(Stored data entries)
= = = =

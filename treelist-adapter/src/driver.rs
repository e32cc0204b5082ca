use alloc::collections::BTreeMap;
use alloc::rc::Rc;
use alloc::vec::Vec;
use core::cell::RefCell;

use treelist::{
    Axis, InvalidIndex, ListHost, ObserverEntry, Rect, ScrollIntoViewOptions, TreeList,
    TreeListOptions, VisibilityStrategy, expand_by_margin, intersection_fraction,
};

use crate::LayoutModel;

/// Geometric overlap of `bounding` and `viewport` along the active axis,
/// clamped to a non-negative size. This is what a native observer reports as
/// the intersection rect.
fn overlap(bounding: Rect, viewport: Rect, axis: Axis) -> Rect {
    let lo = bounding.pos(axis).max(viewport.pos(axis));
    let hi = (bounding.pos(axis) + bounding.size(axis))
        .min(viewport.pos(axis) + viewport.size(axis));
    let size = (hi - lo).max(0.0);
    match axis {
        Axis::Vertical => Rect::new(viewport.x, lo, viewport.width, size),
        Axis::Horizontal => Rect::new(lo, viewport.y, size, viewport.height),
    }
}

/// Drives a [`TreeList`] from a [`LayoutModel`].
///
/// Adapters call:
/// - [`ScrollDriver::on_scroll`] / [`ScrollDriver::on_resize`] when UI events
///   occur
/// - [`ScrollDriver::tick`] each frame/timer tick
///
/// For the polling strategy, scroll and resize forward straight into the
/// list's synchronous recomputation. For the event-driven strategy, the
/// driver plays the role of a native batched intersection observer: scroll
/// events only move the layout, and the next `tick` delivers a coalesced
/// batch containing one entry per newly observed element plus one entry per
/// element whose intersecting state flipped since the last report.
pub struct ScrollDriver {
    list: TreeList,
    layout: Rc<RefCell<LayoutModel>>,
    strategy: VisibilityStrategy,
    reported: BTreeMap<u64, bool>,
}

impl ScrollDriver {
    pub fn new(options: TreeListOptions, layout: Rc<RefCell<LayoutModel>>) -> Self {
        let strategy = options.strategy;
        let list = TreeList::new(options, layout.clone());
        Self {
            list,
            layout,
            strategy,
            reported: BTreeMap::new(),
        }
    }

    pub fn list(&self) -> &TreeList {
        &self.list
    }

    pub fn layout(&self) -> &Rc<RefCell<LayoutModel>> {
        &self.layout
    }

    /// Call when the UI reports a scroll offset change (e.g. wheel/drag).
    pub fn on_scroll(&mut self, offset: f64, now_ms: u64) {
        self.layout.borrow_mut().set_scroll_offset(offset);
        if self.strategy == VisibilityStrategy::Polling {
            self.list.notify_scroll();
        }
        self.list.update_settle(now_ms);
    }

    /// Call when the scroll container's viewport extent changes.
    pub fn on_resize(&mut self, viewport_extent: f64, now_ms: u64) {
        self.layout.borrow_mut().set_viewport_extent(viewport_extent);
        if self.strategy == VisibilityStrategy::Polling {
            self.list.notify_resize();
        }
        self.list.update_settle(now_ms);
    }

    /// Requests a programmatic scroll to `index`.
    pub fn scroll_to(
        &mut self,
        index: usize,
        options: ScrollIntoViewOptions,
    ) -> Result<(), InvalidIndex> {
        self.list.scroll_to(index, options)
    }

    /// Advances the driver by one frame.
    ///
    /// Flushes the simulated native observer (event-driven strategy only) and
    /// advances the settle delay. Returns the number of observer entries
    /// delivered this frame.
    pub fn tick(&mut self, now_ms: u64) -> usize {
        let delivered = match self.strategy {
            VisibilityStrategy::EventDriven => self.flush_observations(),
            VisibilityStrategy::Polling => 0,
        };
        self.list.update_settle(now_ms);
        delivered
    }

    /// Ticks at `frame_ms` intervals until the observation stream goes quiet
    /// and no scroll request is pending, or `max_frames` elapse. Returns the
    /// timestamp after the last frame.
    pub fn settle_frames(&mut self, mut now_ms: u64, frame_ms: u64, max_frames: usize) -> u64 {
        for _ in 0..max_frames {
            let delivered = self.tick(now_ms);
            now_ms += frame_ms;
            if delivered == 0 && self.list.pending_scroll_to().is_none() {
                break;
            }
        }
        now_ms
    }

    fn flush_observations(&mut self) -> usize {
        let entries: Vec<ObserverEntry> = {
            let layout = self.layout.borrow();
            let axis = layout.axis();
            let Some(container) = layout.container_rect() else {
                // Detached container: nothing observes, nothing reports.
                return 0;
            };
            let viewport = expand_by_margin(container, self.list.margin(), axis);

            let mut out = Vec::new();
            layout.for_each_element(|element| {
                let Some(bounding) = layout.element_rect(element) else {
                    return;
                };
                let is_intersecting = intersection_fraction(bounding, viewport, axis).is_some();
                if self.reported.get(&element.0) == Some(&is_intersecting) {
                    return;
                }
                out.push(ObserverEntry {
                    element,
                    is_intersecting,
                    bounding,
                    intersection: overlap(bounding, viewport, axis),
                });
            });
            out
        };

        {
            // Forget departed elements so a remount gets an initial entry
            // again.
            let layout = self.layout.borrow();
            self.reported
                .retain(|&element, _| layout.contains_element(treelist::ElementId(element)));
        }
        for entry in &entries {
            self.reported.insert(entry.element.0, entry.is_intersecting);
        }

        if !entries.is_empty() {
            vdebug!(entries = entries.len(), "flush_observations");
        }
        self.list.deliver_intersections(&entries);
        entries.len()
    }
}
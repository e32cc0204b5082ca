#[cfg(feature = "tracing")]
macro_rules! vdebug {
    ($($tt:tt)*) => {
        tracing::debug!(target: "treelist_adapter", $($tt)*)
    };
}

#[cfg(not(feature = "tracing"))]
macro_rules! vdebug {
    ($($tt:tt)*) => {};
}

= = = =

* AIM OF THE EXERCISE *
Return the records in full, exactly as they read.

* RESPONSE AREA *
filename treelist-adapter/src/driver.rs
repository e32cc0204b5082ca
use alloc::collections::BTreeMap;
use alloc::rc::Rc;
use alloc::vec::Vec;
use core::cell::RefCell;

use treelist::{
    Axis, InvalidIndex, ListHost, ObserverEntry, Rect, ScrollIntoViewOptions, TreeList,
    TreeListOptions, VisibilityStrategy, expand_by_margin, intersection_fraction,
};

use crate::LayoutModel;

/// Geometric overlap of `bounding` and `viewport` along the active axis,
/// clamped to a non-negative size. This is what a native observer reports as
/// the intersection rect.
fn overlap(bounding: Rect, viewport: Rect, axis: Axis) -> Rect {
    let lo = bounding.pos(axis).max(viewport.pos(axis));
    let hi = (bounding.pos(axis) + bounding.size(axis))
        .min(viewport.pos(axis) + viewport.size(axis));
    let size = (hi - lo).max(0.0);
    match axis {
        Axis::Vertical => Rect::new(viewport.x, lo, viewport.width, size),
        Axis::Horizontal => Rect::new(lo, viewport.y, size, viewport.height),
    }
}

/// Drives a [`TreeList`] from a [`LayoutModel`].
///
/// Adapters call:
/// - [`ScrollDriver::on_scroll`] / [`ScrollDriver::on_resize`] when UI events
///   occur
/// - [`ScrollDriver::tick`] each frame/timer tick
///
/// For the polling strategy, scroll and resize forward straight into the
/// list's synchronous recomputation. For the event-driven strategy, the
/// driver plays the role of a native batched intersection observer: scroll
/// events only move the layout, and the next `tick` delivers a coalesced
/// batch containing one entry per newly observed element plus one entry per
/// element whose intersecting state flipped since the last report.
pub struct ScrollDriver {
    list: TreeList,
    layout: Rc<RefCell<LayoutModel>>,
    strategy: VisibilityStrategy,
    reported: BTreeMap<u64, bool>,
}

impl ScrollDriver {
    pub fn new(options: TreeListOptions, layout: Rc<RefCell<LayoutModel>>) -> Self {
        let strategy = options.strategy;
        let list = TreeList::new(options, layout.clone());
        Self {
            list,
            layout,
            strategy,
            reported: BTreeMap::new(),
        }
    }

    pub fn list(&self) -> &TreeList {
        &self.list
    }

    pub fn layout(&self) -> &Rc<RefCell<LayoutModel>> {
        &self.layout
    }

    /// Call when the UI reports a scroll offset change (e.g. wheel/drag).
    pub fn on_scroll(&mut self, offset: f64, now_ms: u64) {
        self.layout.borrow_mut().set_scroll_offset(offset);
        if self.strategy == VisibilityStrategy::Polling {
            self.list.notify_scroll();
        }
        self.list.update_settle(now_ms);
    }

    /// Call when the scroll container's viewport extent changes.
    pub fn on_resize(&mut self, viewport_extent: f64, now_ms: u64) {
        self.layout.borrow_mut().set_viewport_extent(viewport_extent);
        if self.strategy == VisibilityStrategy::Polling {
            self.list.notify_resize();
        }
        self.list.update_settle(now_ms);
    }

    /// Requests a programmatic scroll to `index`.
    pub fn scroll_to(
        &mut self,
        index: usize,
        options: ScrollIntoViewOptions,
    ) -> Result<(), InvalidIndex> {
        self.list.scroll_to(index, options)
    }

    /// Advances the driver by one frame.
    ///
    /// Flushes the simulated native observer (event-driven strategy only) and
    /// advances the settle delay. Returns the number of observer entries
    /// delivered this frame.
    pub fn tick(&mut self, now_ms: u64) -> usize {
        let delivered = match self.strategy {
            VisibilityStrategy::EventDriven => self.flush_observations(),
            VisibilityStrategy::Polling => 0,
        };
        self.list.update_settle(now_ms);
        delivered
    }

    /// Ticks at `frame_ms` intervals until the observation stream goes quiet
    /// and no scroll request is pending, or `max_frames` elapse. Returns the
    /// timestamp after the last frame.
    pub fn settle_frames(&mut self, mut now_ms: u64, frame_ms: u64, max_frames: usize) -> u64 {
        for _ in 0..max_frames {
            let delivered = self.tick(now_ms);
            now_ms += frame_ms;
            if delivered == 0 && self.list.pending_scroll_to().is_none() {
                break;
            }
        }
        now_ms
    }

    fn flush_observations(&mut self) -> usize {
        let entries: Vec<ObserverEntry> = {
            let layout = self.layout.borrow();
            let axis = layout.axis();
            let Some(container) = layout.container_rect() else {
                // Detached container: nothing observes, nothing reports.
                return 0;
            };
            let viewport = expand_by_margin(container, self.list.margin(), axis);

            let mut out = Vec::new();
            layout.for_each_element(|element| {
                let Some(bounding) = layout.element_rect(element) else {
                    return;
                };
                let is_intersecting = intersection_fraction(bounding, viewport, axis).is_some();
                if self.reported.get(&element.0) == Some(&is_intersecting) {
                    return;
                }
                out.push(ObserverEntry {
                    element,
                    is_intersecting,
                    bounding,
                    intersection: overlap(bounding, viewport, axis),
                });
            });
            out
        };

        {
            // Forget departed elements so a remount gets an initial entry
            // again.
            let layout = self.layout.borrow();
            self.reported
                .retain(|&element, _| layout.contains_element(treelist::ElementId(element)));
        }
        for entry in &entries {
            self.reported.insert(entry.element.0, entry.is_intersecting);
        }

        if !entries.is_empty() {
            vdebug!(entries = entries.len(), "flush_observations");
        }
        self.list.deliver_intersections(&entries);
        entries.len()
    }
}
repository e32cc0204b5082ca
#[cfg(feature = "tracing")]
macro_rules! vdebug {
    ($($tt:tt)*) => {
        tracing::debug!(target: "treelist_adapter", $($tt)*)
    };
}

#[cfg(not(feature = "tracing"))]
macro_rules! vdebug {
    ($($tt:tt)*) => {};
}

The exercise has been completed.